Jacob’s journey to the LoC started with the Indian side, and it was due to only one man, Lt General DS Hooda (retd), who was then the Northern Army commander. A prolific commentator now, Hooda was a deeply thoughtful commander who did not want to be limited by the rigid military mindset. Against the advice of the army headquarters, Hooda responded positively to Jacob’s request and gave him a very high degree of access to the frontline posts and tactics on the LoC. For a traditional army, which increasingly likes to shape the narrative in the media, it is revolutionary to provide such unfettered access to an academic.
If Jacob was lucky in getting Hooda, he has also done his best to fully utilise the opportunity. The fact that he had a theoretical background in these issues, besides preparatory meetings and interviews with retired military officers in Delhi, helped him make sense of a complex situation at the LoC, which would have befuddled most others. Jacob has backed that extensive preparation with an honest depiction and sincere appreciation of the dynamics of serving on the LoC. It is neither jingoistic nor unemotional. It shows an empathy for the people he meets and interacts with, some of whom are living and operating in very tough conditions. When I was in uniform, I have served in some of the places he visits, and, notwithstanding the passage of a few years, my impressions and understanding about those places and situations broadly agree with his.
The highlight of the book, of course, is his visit to the Pakistani side of the LoC and the trip to GHQ, covered in two separate chapters. As someone who was in Pakistan last year, which included a guided tour by the Pakistan army to the Afghanistan-Pakistan border and North Waziristan, these portions have a sense of déjà vu: the midnight blank calls in the Islamabad hotel room and the 24X7 monitoring by Pakistani agencies are eerily similar. Jacob makes it to the Pakistani side of the LoC, selected villages, some roads and a few headquarters. but never to a bunker from the inside. He sees the Indian soldiers from a few hundred metres and witnesses the trade between the two sides of Kashmir at designated points.

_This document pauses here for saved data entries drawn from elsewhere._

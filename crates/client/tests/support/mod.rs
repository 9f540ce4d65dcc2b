//! Shared fixtures for gateway-backed tests.

#![allow(dead_code)]

use serde_json::{Value, json};
use wiremock::MockServer;

use waybill_client::{Gateway, GatewayConfig};

pub fn gateway_for(server: &MockServer) -> Gateway {
    Gateway::new(GatewayConfig::new(server.uri()))
}

pub fn order_json(id: i64, invoice_number: &str, status: &str) -> Value {
    json!({
        "id": id,
        "invoice_number": invoice_number,
        "customer_name": "Acme Distribution",
        "customer_number": "C-100",
        "status": status,
        "delivery_address": "12 Dock Road",
        "notes": "",
        "evidence_photo_url": "",
        "is_deleted": false,
        "created_by": 1,
        "last_modified_by": 1,
        "created_at": "2026-08-01T10:00:00Z",
        "updated_at": "2026-08-01T10:00:00Z"
    })
}

pub fn principal_json(id: i64, username: &str, role: &str) -> Value {
    json!({
        "id": id,
        "username": username,
        "role": role,
        "department": "Operations",
        "full_name": "Test Operator",
        "email": "op@example.com"
    })
}

pub fn user_json(id: i64, username: &str, role: &str) -> Value {
    json!({
        "id": id,
        "username": username,
        "role": role,
        "department": "Operations",
        "full_name": "Test Operator",
        "email": "op@example.com",
        "is_active": true,
        "created_at": "2026-08-01T10:00:00Z",
        "updated_at": "2026-08-01T10:00:00Z"
    })
}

As any visitor to Pakistan army knows, there are superficial similarities with India but there are huge differences as well. Jacob observes the higher religiosity on the Pakistani side, its disbelief in Indian pluralism, the friendliness of the Pakistani populace towards Indians even as the state sticks to its policy towards India. Although he seems to have been provided tightly-controlled access on the LoC by the Pakistan army, the fact that they chose to invite him and take him around is highly commendable.